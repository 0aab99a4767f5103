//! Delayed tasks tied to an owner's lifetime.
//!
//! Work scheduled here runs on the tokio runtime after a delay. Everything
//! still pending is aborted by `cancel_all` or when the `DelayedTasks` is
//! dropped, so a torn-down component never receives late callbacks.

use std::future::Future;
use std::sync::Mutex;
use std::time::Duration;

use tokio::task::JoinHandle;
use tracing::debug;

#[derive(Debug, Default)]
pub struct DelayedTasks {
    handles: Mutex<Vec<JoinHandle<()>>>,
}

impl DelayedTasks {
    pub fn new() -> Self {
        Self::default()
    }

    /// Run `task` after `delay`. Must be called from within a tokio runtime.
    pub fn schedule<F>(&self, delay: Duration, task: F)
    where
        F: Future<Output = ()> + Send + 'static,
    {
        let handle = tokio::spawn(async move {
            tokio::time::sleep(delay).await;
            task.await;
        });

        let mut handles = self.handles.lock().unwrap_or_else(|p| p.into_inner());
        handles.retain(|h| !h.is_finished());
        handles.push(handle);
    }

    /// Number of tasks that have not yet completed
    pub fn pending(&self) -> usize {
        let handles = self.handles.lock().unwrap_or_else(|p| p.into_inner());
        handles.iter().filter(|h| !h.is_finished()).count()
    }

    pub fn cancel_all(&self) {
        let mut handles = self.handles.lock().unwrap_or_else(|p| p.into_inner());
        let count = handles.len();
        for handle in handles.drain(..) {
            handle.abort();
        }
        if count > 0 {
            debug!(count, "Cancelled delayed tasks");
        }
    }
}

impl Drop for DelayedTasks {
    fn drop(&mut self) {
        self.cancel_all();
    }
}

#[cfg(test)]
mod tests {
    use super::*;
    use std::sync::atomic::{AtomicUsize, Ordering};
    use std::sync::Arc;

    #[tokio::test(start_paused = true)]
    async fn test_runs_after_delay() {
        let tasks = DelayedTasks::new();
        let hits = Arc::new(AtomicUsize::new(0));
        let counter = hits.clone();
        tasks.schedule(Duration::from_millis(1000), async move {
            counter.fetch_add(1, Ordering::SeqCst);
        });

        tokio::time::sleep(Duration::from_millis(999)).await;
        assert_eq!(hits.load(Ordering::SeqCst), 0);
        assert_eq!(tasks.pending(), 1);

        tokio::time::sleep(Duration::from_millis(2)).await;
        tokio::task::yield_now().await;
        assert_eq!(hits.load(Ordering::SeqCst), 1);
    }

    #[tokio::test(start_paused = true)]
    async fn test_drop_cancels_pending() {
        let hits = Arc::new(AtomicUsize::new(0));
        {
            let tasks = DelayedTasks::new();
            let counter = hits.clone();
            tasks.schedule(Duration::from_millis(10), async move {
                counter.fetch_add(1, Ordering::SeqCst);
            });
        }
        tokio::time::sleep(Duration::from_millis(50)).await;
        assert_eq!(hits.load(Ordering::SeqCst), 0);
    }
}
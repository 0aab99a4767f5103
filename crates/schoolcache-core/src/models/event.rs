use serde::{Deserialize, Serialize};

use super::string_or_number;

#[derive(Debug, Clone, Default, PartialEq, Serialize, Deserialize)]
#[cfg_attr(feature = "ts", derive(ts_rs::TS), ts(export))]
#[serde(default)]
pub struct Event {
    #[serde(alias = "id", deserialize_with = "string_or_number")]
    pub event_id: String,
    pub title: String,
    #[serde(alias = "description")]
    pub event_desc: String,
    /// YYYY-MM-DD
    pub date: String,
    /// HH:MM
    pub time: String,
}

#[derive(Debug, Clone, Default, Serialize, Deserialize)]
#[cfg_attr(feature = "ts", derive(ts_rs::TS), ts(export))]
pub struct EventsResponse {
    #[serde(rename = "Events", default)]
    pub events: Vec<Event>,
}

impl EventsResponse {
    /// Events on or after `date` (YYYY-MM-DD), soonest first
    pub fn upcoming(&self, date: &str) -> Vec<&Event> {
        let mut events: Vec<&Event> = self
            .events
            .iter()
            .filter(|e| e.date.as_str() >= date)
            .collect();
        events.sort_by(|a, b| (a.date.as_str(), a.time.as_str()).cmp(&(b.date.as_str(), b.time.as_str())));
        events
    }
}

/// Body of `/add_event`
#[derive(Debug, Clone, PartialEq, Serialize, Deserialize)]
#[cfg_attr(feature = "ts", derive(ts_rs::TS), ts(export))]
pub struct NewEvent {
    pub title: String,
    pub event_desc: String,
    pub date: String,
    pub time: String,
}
^^^^^^^^
## ASSIGNED TASK:
For this exercise, copy every line of the data that holds "Mutex".

## EXERCISE SOLUTION:
use std::sync::Mutex;
    handles: Mutex<Vec<JoinHandle<()>>>,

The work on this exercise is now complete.